The data =>
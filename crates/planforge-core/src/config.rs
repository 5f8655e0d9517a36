//! Solver configuration types.
//!
//! Every field carries a serde default so configs deserialize from partial
//! documents; `Default` impls mirror the same values.

use serde::{Deserialize, Serialize};

/// Scoring weights for discrete placement.
#[derive(Debug, Clone, PartialEq, Serialize, Deserialize)]
pub struct ScoreWeights {
    #[serde(default = "ScoreWeights::default_compactness")]
    pub compactness: f64,
    #[serde(default = "ScoreWeights::default_adjacency")]
    pub adjacency: f64,
    /// Reserved for corridor-length scoring.
    #[serde(default = "ScoreWeights::default_corridor")]
    pub corridor: f64,
}

impl ScoreWeights {
    const fn default_compactness() -> f64 {
        2.0
    }
    const fn default_adjacency() -> f64 {
        3.0
    }
    const fn default_corridor() -> f64 {
        0.5
    }
}

impl Default for ScoreWeights {
    fn default() -> Self {
        Self {
            compactness: Self::default_compactness(),
            adjacency: Self::default_adjacency(),
            corridor: Self::default_corridor(),
        }
    }
}

/// Configuration for the discrete grid solver.
#[derive(Debug, Clone, PartialEq, Serialize, Deserialize)]
pub struct DiscreteConfig {
    /// Meters per grid cell.
    #[serde(default = "DiscreteConfig::default_grid_resolution")]
    pub grid_resolution: f64,
    /// Outer snapshot/mutate refinement rounds.
    #[serde(default = "DiscreteConfig::default_max_iterations")]
    pub max_iterations: usize,
    /// Fraction of placed rooms removed per refinement round.
    #[serde(default = "DiscreteConfig::default_mutation_rate")]
    pub mutation_rate: f64,
    /// Seed cell of the corridor network, in grid coordinates. Defaults to
    /// the grid center.
    #[serde(default)]
    pub start_point: Option<(i32, i32)>,
    #[serde(default)]
    pub weights: ScoreWeights,
}

impl DiscreteConfig {
    const fn default_grid_resolution() -> f64 {
        1.0
    }
    const fn default_max_iterations() -> usize {
        500
    }
    const fn default_mutation_rate() -> f64 {
        0.3
    }
}

impl Default for DiscreteConfig {
    fn default() -> Self {
        Self {
            grid_resolution: Self::default_grid_resolution(),
            max_iterations: Self::default_max_iterations(),
            mutation_rate: Self::default_mutation_rate(),
            start_point: None,
            weights: ScoreWeights::default(),
        }
    }
}

/// Configuration for the continuous spring refiner.
#[derive(Debug, Clone, PartialEq, Serialize, Deserialize)]
pub struct SpringConfig {
    /// Number of genes in the population, at least 2.
    #[serde(default = "SpringConfig::default_population_size")]
    pub population_size: usize,
    /// Per-room translation mutation probability.
    #[serde(default = "SpringConfig::default_mutation_rate")]
    pub mutation_rate: f64,
    /// Half-span of the uniform translation mutation.
    #[serde(default = "SpringConfig::default_mutation_strength")]
    pub mutation_strength: f64,
    /// Fraction of the population bred as offspring each generation.
    #[serde(default = "SpringConfig::default_crossover_rate")]
    pub crossover_rate: f64,
    /// Fraction of the population culled each generation.
    #[serde(default = "SpringConfig::default_selection_pressure")]
    pub selection_pressure: f64,
    /// 0 = pure topology, 1 = pure geometry.
    #[serde(default = "SpringConfig::default_fitness_balance")]
    pub fitness_balance: f64,
    /// Per-room aspect-ratio mutation probability.
    #[serde(default = "SpringConfig::default_aspect_ratio_mutation_rate")]
    pub aspect_ratio_mutation_rate: f64,
    /// Fraction of the sorted population eligible as crossover parents.
    #[serde(default = "SpringConfig::default_parent_pool_fraction")]
    pub parent_pool_fraction: f64,
    /// Aspect-ratio bound applied to every non-corridor room when set,
    /// overriding the per-room target ratio.
    #[serde(default)]
    pub global_target_ratio: Option<f64>,
    /// Quadratic (true) vs square-root (false) topological gap penalty.
    #[serde(default = "SpringConfig::default_use_quadratic_penalty")]
    pub use_quadratic_penalty: bool,
    /// Pull rooms toward adjacency partners during the physics tick.
    #[serde(default = "SpringConfig::default_use_adjacency_attraction")]
    pub use_adjacency_attraction: bool,
    /// Bias aspect-ratio mutations toward the less-pressured axis.
    #[serde(default = "SpringConfig::default_use_pressure_bias")]
    pub use_pressure_bias: bool,
    #[serde(default)]
    pub use_partner_bias: bool,
    #[serde(default = "SpringConfig::default_partner_bias_rate")]
    pub partner_bias_rate: f64,
    #[serde(default)]
    pub use_swap_mutation: bool,
    #[serde(default = "SpringConfig::default_swap_mutation_rate")]
    pub swap_mutation_rate: f64,
    /// Grow under-sized rooms before collision resolution.
    #[serde(default)]
    pub use_aggressive_inflation: bool,
    #[serde(default = "SpringConfig::default_inflation_rate")]
    pub inflation_rate: f64,
    #[serde(default = "SpringConfig::default_inflation_threshold")]
    pub inflation_threshold: f64,
    /// Physics ticks applied to newborn genes before their first
    /// evaluation. Clamped to at most 5.
    #[serde(default = "SpringConfig::default_warm_up_iterations")]
    pub warm_up_iterations: usize,
    #[serde(default)]
    pub use_fresh_blood: bool,
    #[serde(default = "SpringConfig::default_fresh_blood_interval")]
    pub fresh_blood_interval: usize,
    #[serde(default = "SpringConfig::default_fresh_blood_warm_up")]
    pub fresh_blood_warm_up: usize,
    #[serde(default)]
    pub use_non_linear_overlap_penalty: bool,
    /// Exponent applied to pairwise overlap areas, at least 1.
    #[serde(default = "SpringConfig::default_overlap_penalty_exponent")]
    pub overlap_penalty_exponent: f64,
}

impl SpringConfig {
    const fn default_population_size() -> usize {
        25
    }
    const fn default_mutation_rate() -> f64 {
        0.3
    }
    const fn default_mutation_strength() -> f64 {
        10.0
    }
    const fn default_crossover_rate() -> f64 {
        0.3
    }
    const fn default_selection_pressure() -> f64 {
        0.3
    }
    const fn default_fitness_balance() -> f64 {
        0.5
    }
    const fn default_aspect_ratio_mutation_rate() -> f64 {
        0.2
    }
    const fn default_parent_pool_fraction() -> f64 {
        0.5
    }
    const fn default_use_quadratic_penalty() -> bool {
        true
    }
    const fn default_use_adjacency_attraction() -> bool {
        true
    }
    const fn default_use_pressure_bias() -> bool {
        true
    }
    const fn default_partner_bias_rate() -> f64 {
        0.2
    }
    const fn default_swap_mutation_rate() -> f64 {
        0.3
    }
    const fn default_inflation_rate() -> f64 {
        1.05
    }
    const fn default_inflation_threshold() -> f64 {
        0.9
    }
    const fn default_warm_up_iterations() -> usize {
        2
    }
    const fn default_fresh_blood_interval() -> usize {
        50
    }
    const fn default_fresh_blood_warm_up() -> usize {
        3
    }
    const fn default_overlap_penalty_exponent() -> f64 {
        1.2
    }

    /// Warm-up tick count with the hard cap applied.
    pub fn effective_warm_up(&self) -> usize {
        self.warm_up_iterations.min(5)
    }
}

impl Default for SpringConfig {
    fn default() -> Self {
        Self {
            population_size: Self::default_population_size(),
            mutation_rate: Self::default_mutation_rate(),
            mutation_strength: Self::default_mutation_strength(),
            crossover_rate: Self::default_crossover_rate(),
            selection_pressure: Self::default_selection_pressure(),
            fitness_balance: Self::default_fitness_balance(),
            aspect_ratio_mutation_rate: Self::default_aspect_ratio_mutation_rate(),
            parent_pool_fraction: Self::default_parent_pool_fraction(),
            global_target_ratio: None,
            use_quadratic_penalty: Self::default_use_quadratic_penalty(),
            use_adjacency_attraction: Self::default_use_adjacency_attraction(),
            use_pressure_bias: Self::default_use_pressure_bias(),
            use_partner_bias: false,
            partner_bias_rate: Self::default_partner_bias_rate(),
            use_swap_mutation: false,
            swap_mutation_rate: Self::default_swap_mutation_rate(),
            use_aggressive_inflation: false,
            inflation_rate: Self::default_inflation_rate(),
            inflation_threshold: Self::default_inflation_threshold(),
            warm_up_iterations: Self::default_warm_up_iterations(),
            use_fresh_blood: false,
            fresh_blood_interval: Self::default_fresh_blood_interval(),
            fresh_blood_warm_up: Self::default_fresh_blood_warm_up(),
            use_non_linear_overlap_penalty: false,
            overlap_penalty_exponent: Self::default_overlap_penalty_exponent(),
        }
    }
}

Your objective =>
Which of the lines in the data hold the string "Option"? Report each of them by copying it.

Output of the task =>
    pub start_point: Option<(i32, i32)>,
    pub global_target_ratio: Option<f64>,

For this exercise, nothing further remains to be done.